TASK DETAILS
Transcribe the data exactly.

START EXTRACTED DATA

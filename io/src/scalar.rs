//! Fixed-size scalar types shared by the binary PLY and PCD readers.

use crate::{Error, Result};
use std::io::Read;

#[derive(Debug, Clone, Copy, PartialEq, Eq)]
pub enum ByteOrder {
    Little,
    Big,
}

#[derive(Debug, Clone, Copy, PartialEq, Eq)]
pub enum ScalarType {
    I8,
    U8,
    I16,
    U16,
    I32,
    U32,
    I64,
    U64,
    F32,
    F64,
}

impl ScalarType {
    /// PLY type names, both the classic and the sized spellings.
    pub fn from_ply_name(name: &str) -> Result<Self> {
        Ok(match name {
            "char" | "int8" => Self::I8,
            "uchar" | "uint8" => Self::U8,
            "short" | "int16" => Self::I16,
            "ushort" | "uint16" => Self::U16,
            "int" | "int32" => Self::I32,
            "uint" | "uint32" => Self::U32,
            "float" | "float32" => Self::F32,
            "double" | "float64" => Self::F64,
            other => return Err(Error::Parse(format!("Unknown PLY type '{other}'"))),
        })
    }

    /// PCD `TYPE` letter plus `SIZE` in bytes.
    pub fn from_pcd(kind: char, size: usize) -> Result<Self> {
        Ok(match (kind, size) {
            ('I', 1) => Self::I8,
            ('U', 1) => Self::U8,
            ('I', 2) => Self::I16,
            ('U', 2) => Self::U16,
            ('I', 4) => Self::I32,
            ('U', 4) => Self::U32,
            ('I', 8) => Self::I64,
            ('U', 8) => Self::U64,
            ('F', 4) => Self::F32,
            ('F', 8) => Self::F64,
            _ => {
                return Err(Error::Parse(format!(
                    "Unsupported PCD field type {kind} with size {size}"
                )))
            }
        })
    }

    pub fn size(self) -> usize {
        match self {
            Self::I8 | Self::U8 => 1,
            Self::I16 | Self::U16 => 2,
            Self::I32 | Self::U32 | Self::F32 => 4,
            Self::I64 | Self::U64 | Self::F64 => 8,
        }
    }

    pub fn is_float(self) -> bool {
        matches!(self, Self::F32 | Self::F64)
    }

    /// Decodes one value from the start of `bytes`, which must hold at least
    /// [`size`](Self::size) bytes.
    pub fn decode(self, bytes: &[u8], order: ByteOrder) -> f64 {
        macro_rules! num {
            ($t:ty) => {{
                let mut raw = [0u8; std::mem::size_of::<$t>()];
                raw.copy_from_slice(&bytes[..std::mem::size_of::<$t>()]);
                match order {
                    ByteOrder::Little => <$t>::from_le_bytes(raw),
                    ByteOrder::Big => <$t>::from_be_bytes(raw),
                }
            }};
        }

        match self {
            Self::I8 => num!(i8) as f64,
            Self::U8 => num!(u8) as f64,
            Self::I16 => num!(i16) as f64,
            Self::U16 => num!(u16) as f64,
            Self::I32 => num!(i32) as f64,
            Self::U32 => num!(u32) as f64,
            Self::I64 => num!(i64) as f64,
            Self::U64 => num!(u64) as f64,
            Self::F32 => num!(f32) as f64,
            Self::F64 => num!(f64),
        }
    }

    /// Reads and decodes one value from a stream.
    pub fn read<R: Read>(self, reader: &mut R, order: ByteOrder) -> Result<f64> {
        let mut buf = [0u8; 8];
        let slot = &mut buf[..self.size()];
        reader.read_exact(slot)?;
        Ok(self.decode(slot, order))
    }
}

/// Upper bound on the points preallocated from a header count.
///
/// Larger clouds grow while they are read, so a corrupt count ends in a short
/// read error instead of a failed allocation.
pub const MAX_PREALLOCATED_POINTS: usize = 1 << 20;

/// Capacity to reserve for `count` points announced by a file header.
pub fn capacity_hint(count: usize) -> usize {
    count.min(MAX_PREALLOCATED_POINTS)
}

/// Reads one header line as text, without the line terminator.
///
/// Returns `None` at end of input.
pub fn read_header_line<R: std::io::BufRead>(reader: &mut R) -> Result<Option<String>> {
    let mut buf = Vec::new();
    if reader.read_until(b'\n', &mut buf)? == 0 {
        return Ok(None);
    }
    let line = String::from_utf8(buf)
        .map_err(|_| Error::Parse("Header is not valid UTF-8".to_string()))?;
    Ok(Some(line.trim_end_matches(['\n', '\r']).to_string()))
}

END EXTRACTED DATA

RESULT OF THIS EXERCISE
filename io/src/scalar.rs
//! Fixed-size scalar types shared by the binary PLY and PCD readers.

use crate::{Error, Result};
use std::io::Read;

#[derive(Debug, Clone, Copy, PartialEq, Eq)]
pub enum ByteOrder {
    Little,
    Big,
}

#[derive(Debug, Clone, Copy, PartialEq, Eq)]
pub enum ScalarType {
    I8,
    U8,
    I16,
    U16,
    I32,
    U32,
    I64,
    U64,
    F32,
    F64,
}

impl ScalarType {
    /// PLY type names, both the classic and the sized spellings.
    pub fn from_ply_name(name: &str) -> Result<Self> {
        Ok(match name {
            "char" | "int8" => Self::I8,
            "uchar" | "uint8" => Self::U8,
            "short" | "int16" => Self::I16,
            "ushort" | "uint16" => Self::U16,
            "int" | "int32" => Self::I32,
            "uint" | "uint32" => Self::U32,
            "float" | "float32" => Self::F32,
            "double" | "float64" => Self::F64,
            other => return Err(Error::Parse(format!("Unknown PLY type '{other}'"))),
        })
    }

    /// PCD `TYPE` letter plus `SIZE` in bytes.
    pub fn from_pcd(kind: char, size: usize) -> Result<Self> {
        Ok(match (kind, size) {
            ('I', 1) => Self::I8,
            ('U', 1) => Self::U8,
            ('I', 2) => Self::I16,
            ('U', 2) => Self::U16,
            ('I', 4) => Self::I32,
            ('U', 4) => Self::U32,
            ('I', 8) => Self::I64,
            ('U', 8) => Self::U64,
            ('F', 4) => Self::F32,
            ('F', 8) => Self::F64,
            _ => {
                return Err(Error::Parse(format!(
                    "Unsupported PCD field type {kind} with size {size}"
                )))
            }
        })
    }

    pub fn size(self) -> usize {
        match self {
            Self::I8 | Self::U8 => 1,
            Self::I16 | Self::U16 => 2,
            Self::I32 | Self::U32 | Self::F32 => 4,
            Self::I64 | Self::U64 | Self::F64 => 8,
        }
    }

    pub fn is_float(self) -> bool {
        matches!(self, Self::F32 | Self::F64)
    }

    /// Decodes one value from the start of `bytes`, which must hold at least
    /// [`size`](Self::size) bytes.
    pub fn decode(self, bytes: &[u8], order: ByteOrder) -> f64 {
        macro_rules! num {
            ($t:ty) => {{
                let mut raw = [0u8; std::mem::size_of::<$t>()];
                raw.copy_from_slice(&bytes[..std::mem::size_of::<$t>()]);
                match order {
                    ByteOrder::Little => <$t>::from_le_bytes(raw),
                    ByteOrder::Big => <$t>::from_be_bytes(raw),
                }
            }};
        }

        match self {
            Self::I8 => num!(i8) as f64,
            Self::U8 => num!(u8) as f64,
            Self::I16 => num!(i16) as f64,
            Self::U16 => num!(u16) as f64,
            Self::I32 => num!(i32) as f64,
            Self::U32 => num!(u32) as f64,
            Self::I64 => num!(i64) as f64,
            Self::U64 => num!(u64) as f64,
            Self::F32 => num!(f32) as f64,
            Self::F64 => num!(f64),
        }
    }

    /// Reads and decodes one value from a stream.
    pub fn read<R: Read>(self, reader: &mut R, order: ByteOrder) -> Result<f64> {
        let mut buf = [0u8; 8];
        let slot = &mut buf[..self.size()];
        reader.read_exact(slot)?;
        Ok(self.decode(slot, order))
    }
}

/// Upper bound on the points preallocated from a header count.
///
/// Larger clouds grow while they are read, so a corrupt count ends in a short
/// read error instead of a failed allocation.
pub const MAX_PREALLOCATED_POINTS: usize = 1 << 20;

/// Capacity to reserve for `count` points announced by a file header.
pub fn capacity_hint(count: usize) -> usize {
    count.min(MAX_PREALLOCATED_POINTS)
}

/// Reads one header line as text, without the line terminator.
///
/// Returns `None` at end of input.
pub fn read_header_line<R: std::io::BufRead>(reader: &mut R) -> Result<Option<String>> {
    let mut buf = Vec::new();
    if reader.read_until(b'\n', &mut buf)? == 0 {
        return Ok(None);
    }
    let line = String::from_utf8(buf)
        .map_err(|_| Error::Parse("Header is not valid UTF-8".to_string()))?;
    Ok(Some(line.trim_end_matches(['\n', '\r']).to_string()))
}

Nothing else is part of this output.